◆ **PROBLEM**: Copy each line that includes the string "head" from the material into your answer.

---- RECORDED INFORMATION

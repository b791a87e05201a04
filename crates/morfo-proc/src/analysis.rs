// Longest-match analysis driver.

use std::io::{BufRead, Write};

use crate::processor::{
    char_len, char_prefix, is_space_sym, is_upper_sym, lower_sym, sym_char, write_char,
    FstProcessor,
};
use crate::text::TextReader;
use crate::ProcError;

impl FstProcessor {
    /// Morphological analysis: segment the stream into surface tokens,
    /// pick the longest match per priority class, and emit
    /// `^surface/lexical$` records with blanks preserved.
    pub fn analysis<R: BufRead, W: Write>(
        &mut self,
        input: &mut TextReader<R>,
        output: &mut W,
    ) -> Result<(), ProcError> {
        if self.settings.null_flush {
            return self.analysis_null_flush(input, output);
        }
        self.analysis_main(input, output)
    }

    fn analysis_null_flush<R: BufRead, W: Write>(
        &mut self,
        input: &mut TextReader<R>,
        output: &mut W,
    ) -> Result<(), ProcError> {
        self.settings.null_flush = false;
        let result = (|| {
            while !input.at_eof()? {
                self.analysis_main(input, output)?;
                write_char(output, '\0')?;
                output.flush()?;
                self.reset_segment_state();
            }
            Ok(())
        })();
        self.settings.null_flush = true;
        result
    }

    fn analysis_main<R: BufRead, W: Write>(
        &mut self,
        input: &mut TextReader<R>,
        output: &mut W,
    ) -> Result<(), ProcError> {
        let mut last_incond = false;
        let mut last_postblank = false;
        let mut last_preblank = false;
        let mut current_state = self.initial_state.clone();
        let mut lf = String::new(); // lexical form
        let mut sf = String::new(); // surface form
        let mut last = 0usize;
        let mut firstupper = false;
        let mut uppercase = false;

        loop {
            let mut val = self.read_analysis(input)?;

            // test for final states
            if current_state.is_final(&self.all_finals) {
                if current_state.is_final(&self.inconditional) {
                    if !self.settings.dictionary_case {
                        (firstupper, uppercase) = self.case_flags(&sf);
                    }
                    if self.do_decomposition && self.compound_only_l_symbol != 0 {
                        current_state
                            .prune_states_with_forbidden_symbol(self.compound_only_l_symbol);
                    }
                    lf = current_state.filter_finals(
                        &self.all_finals,
                        &self.alphabet,
                        &self.escaped_chars,
                        &self.finals_format(uppercase, firstupper),
                    );
                    last_incond = true;
                    last = self.input_buffer.get_pos();
                } else if current_state.is_final(&self.postblank) {
                    if !self.settings.dictionary_case {
                        (firstupper, uppercase) = self.case_flags(&sf);
                    }
                    if self.do_decomposition && self.compound_only_l_symbol != 0 {
                        current_state
                            .prune_states_with_forbidden_symbol(self.compound_only_l_symbol);
                    }
                    lf = current_state.filter_finals(
                        &self.all_finals,
                        &self.alphabet,
                        &self.escaped_chars,
                        &self.finals_format(uppercase, firstupper),
                    );
                    last_postblank = true;
                    last = self.input_buffer.get_pos();
                } else if current_state.is_final(&self.preblank) {
                    if !self.settings.dictionary_case {
                        (firstupper, uppercase) = self.case_flags(&sf);
                    }
                    if self.do_decomposition && self.compound_only_l_symbol != 0 {
                        current_state
                            .prune_states_with_forbidden_symbol(self.compound_only_l_symbol);
                    }
                    lf = current_state.filter_finals(
                        &self.all_finals,
                        &self.alphabet,
                        &self.escaped_chars,
                        &self.finals_format(uppercase, firstupper),
                    );
                    last_preblank = true;
                    last = self.input_buffer.get_pos();
                } else if !self.is_alphabetic_sym(val) {
                    // standard sections commit only on a word boundary
                    if !self.settings.dictionary_case {
                        (firstupper, uppercase) = self.case_flags(&sf);
                    }
                    if self.do_decomposition && self.compound_only_l_symbol != 0 {
                        current_state
                            .prune_states_with_forbidden_symbol(self.compound_only_l_symbol);
                    }
                    lf = current_state.filter_finals(
                        &self.all_finals,
                        &self.alphabet,
                        &self.escaped_chars,
                        &self.finals_format(uppercase, firstupper),
                    );
                    last_postblank = false;
                    last_preblank = false;
                    last_incond = false;
                    last = self.input_buffer.get_pos();
                }
            } else if sf.is_empty() && is_space_sym(val) {
                lf = "/*".to_string();
                last_postblank = false;
                last_preblank = false;
                last_incond = false;
                last = self.input_buffer.get_pos();
            }

            self.analysis_step(&mut current_state, val);

            if current_state.size() != 0 {
                if val != 0 {
                    self.alphabet.get_symbol(&mut sf, val, false);
                }
            } else {
                if !self.is_alphabetic_sym(val) && sf.is_empty() {
                    if is_space_sym(val) {
                        match self.blankqueue.pop_front() {
                            Some(blank) => output.write_all(blank.as_bytes())?,
                            None => write_char(output, sym_char(val).unwrap_or(' '))?,
                        }
                    } else {
                        if self.is_escaped_sym(val) {
                            write_char(output, '\\')?;
                        }
                        if let Some(c) = sym_char(val) {
                            write_char(output, c)?;
                        }
                    }
                } else if last_postblank {
                    let committed =
                        char_len(&sf).saturating_sub(self.input_buffer.diff_prev_pos(last));
                    let sf_committed = char_prefix(&sf, committed);
                    let lf_out = std::mem::take(&mut lf);
                    self.print_word_pop_blank(&sf_committed, &lf_out, output)?;
                    write_char(output, ' ')?;
                    self.input_buffer.set_pos(last);
                    self.input_buffer.back(1);
                } else if last_preblank {
                    let committed =
                        char_len(&sf).saturating_sub(self.input_buffer.diff_prev_pos(last));
                    let sf_committed = char_prefix(&sf, committed);
                    let lf_out = std::mem::take(&mut lf);
                    write_char(output, ' ')?;
                    self.print_word_pop_blank(&sf_committed, &lf_out, output)?;
                    self.input_buffer.set_pos(last);
                    self.input_buffer.back(1);
                } else if last_incond {
                    let committed =
                        char_len(&sf).saturating_sub(self.input_buffer.diff_prev_pos(last));
                    let sf_committed = char_prefix(&sf, committed);
                    let lf_out = std::mem::take(&mut lf);
                    self.print_word_pop_blank(&sf_committed, &lf_out, output)?;
                    self.input_buffer.set_pos(last);
                    self.input_buffer.back(1);
                } else if self.is_alphabetic_sym(val)
                    && (char_len(&sf).saturating_sub(self.input_buffer.diff_prev_pos(last))
                        > self.last_blank(&sf)
                        || lf.is_empty())
                {
                    // unknown word: keep consuming alphabetic symbols
                    loop {
                        self.alphabet.get_symbol(&mut sf, val, false);
                        val = self.read_analysis(input)?;
                        if val == 0 || !self.is_alphabetic_sym(val) {
                            break;
                        }
                    }
                    self.flush_unmatched(&sf, output)?;
                } else if lf.is_empty() {
                    self.flush_unmatched(&sf, output)?;
                } else {
                    let committed =
                        char_len(&sf).saturating_sub(self.input_buffer.diff_prev_pos(last));
                    let sf_committed = char_prefix(&sf, committed);
                    let lf_out = std::mem::take(&mut lf);
                    self.print_word_pop_blank(&sf_committed, &lf_out, output)?;
                    self.input_buffer.set_pos(last);
                    self.input_buffer.back(1);
                }

                if val == 0 && !self.input_buffer.is_empty() {
                    self.input_buffer.set_pos(last + 1);
                }

                current_state = self.initial_state.clone();
                lf.clear();
                sf.clear();
                last_incond = false;
                last_postblank = false;
                last_preblank = false;
            }

            if val == 0 {
                break;
            }
        }

        self.flush_blanks(output)
    }

    /// One stepping move, with diacritic restoration and case folding.
    pub(crate) fn analysis_step(&mut self, current_state: &mut morfo_fst::state::State, val: i32) {
        let restore = if self.settings.use_restore_chars {
            sym_char(val).and_then(|c| self.rcx_map.get(&c).cloned().map(|set| (c, set)))
        } else {
            None
        };

        match restore {
            Some((c, mut substitutes)) => {
                if !is_upper_sym(val) || self.settings.case_sensitive {
                    current_state.step_set(&self.nodes, val, &substitutes);
                } else {
                    let lower = morfo_core::character::to_lower(c);
                    substitutes.insert(lower as i32);
                    if let Some(lower_set) = self.rcx_map.get(&lower) {
                        substitutes.extend(lower_set.iter().copied());
                    }
                    current_state.step_set(&self.nodes, val, &substitutes);
                }
            }
            None => {
                if !is_upper_sym(val) || self.settings.case_sensitive {
                    current_state.step(&self.nodes, val);
                } else {
                    current_state.step_pair(&self.nodes, val, lower_sym(val));
                }
            }
        }
    }

    /// A token the dictionary does not cover: split it at the first
    /// non-alphabetic character, rewind the rest, and emit the unknown
    /// word (or its compound decomposition when enabled).
    fn flush_unmatched<W: Write>(&mut self, sf: &str, output: &mut W) -> Result<(), ProcError> {
        let size = char_len(sf);
        let limit = self.first_not_alpha(sf).unwrap_or(size);
        if limit == 0 {
            self.input_buffer.back(size);
            let head = char_prefix(sf, 1);
            self.write_escaped(&head, output)
        } else {
            self.input_buffer.back(1 + (size - limit));
            let unknown_word = char_prefix(sf, limit);
            if self.do_decomposition {
                let (firstupper, uppercase) = self.case_flags(sf);
                let compound = self.compound_analysis(&unknown_word, uppercase, firstupper);
                if !compound.is_empty() {
                    return self.print_word(&unknown_word, &compound, output);
                }
            }
            self.print_unknown_word(&unknown_word, output)
        }
    }
}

--------

◆ **ANSWER SECTION**:
            let head = char_prefix(sf, 1);
            self.write_escaped(&head, output)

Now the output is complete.